[Collected data entries]
/---
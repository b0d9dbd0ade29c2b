//! PipeLife culvert water level endpoint.

use std::sync::Arc;

use axum::{
    extract::{Extension, Query},
    http::Uri,
    response::Response,
};
use culvert_protocol::PipelineError;
use serde::Deserialize;
use serde_json::json;
use tracing::{info, warn};

use super::{parse_range, required};
use crate::output::{error_response, json_ok};
use crate::state::AppState;

#[derive(Debug, Deserialize)]
pub struct WaterLevelQuery {
    /// Comma-separated culvert ids.
    pub pipelife_ids: Option<String>,
    pub date_range: Option<String>,
}

/// Split `2118, 3030,,` into `["2118", "3030"]`.
fn parse_ids(ids: &str) -> Vec<String> {
    ids.split(',')
        .map(str::trim)
        .filter(|id| !id.is_empty())
        .map(str::to_string)
        .collect()
}

/// GET /pipelife/id/waterlevel
pub async fn water_level_handler(
    Extension(state): Extension<Arc<AppState>>,
    uri: Uri,
    Query(params): Query<WaterLevelQuery>,
) -> Response {
    water_level(&state, &params).await.unwrap_or_else(|e| {
        warn!(path = %uri.path(), status = e.status_code(), error = %e, "Request failed");
        error_response(&e, uri.path())
    })
}

async fn water_level(state: &AppState, params: &WaterLevelQuery) -> Result<Response, PipelineError> {
    let users = &state.config.pipelife.users;
    if users.is_empty() {
        return Err(PipelineError::Unavailable("No PipeLife users are configured".to_string()));
    }
    let ids = parse_ids(required(&params.pipelife_ids, "pipelife_ids")?);
    if ids.is_empty() {
        return Err(PipelineError::format("pipelife_ids lists no culvert id"));
    }
    let range = parse_range(&params.date_range)?;

    let results = state.pipelife.water_levels(users, &ids, &range).await?;
    if results.is_empty() {
        return Err(PipelineError::no_data(format!("No water level found for {}", ids.join(","))));
    }
    info!(culverts = results.len(), "Served PipeLife water levels");
    json_ok(json!({ "source": "pipelife", "culverts": results }))
}

#[cfg(test)]
mod tests {
    use super::*;

    #[test]
    fn test_parse_ids() {
        assert_eq!(parse_ids("2118, 3030,,"), vec!["2118", "3030"]);
        assert!(parse_ids(" , ").is_empty());
    }
}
\---
TASK REQUIREMENTS:
Only the number is wanted: how many lines in the entries above include the word "results"?

RESPONSE:
4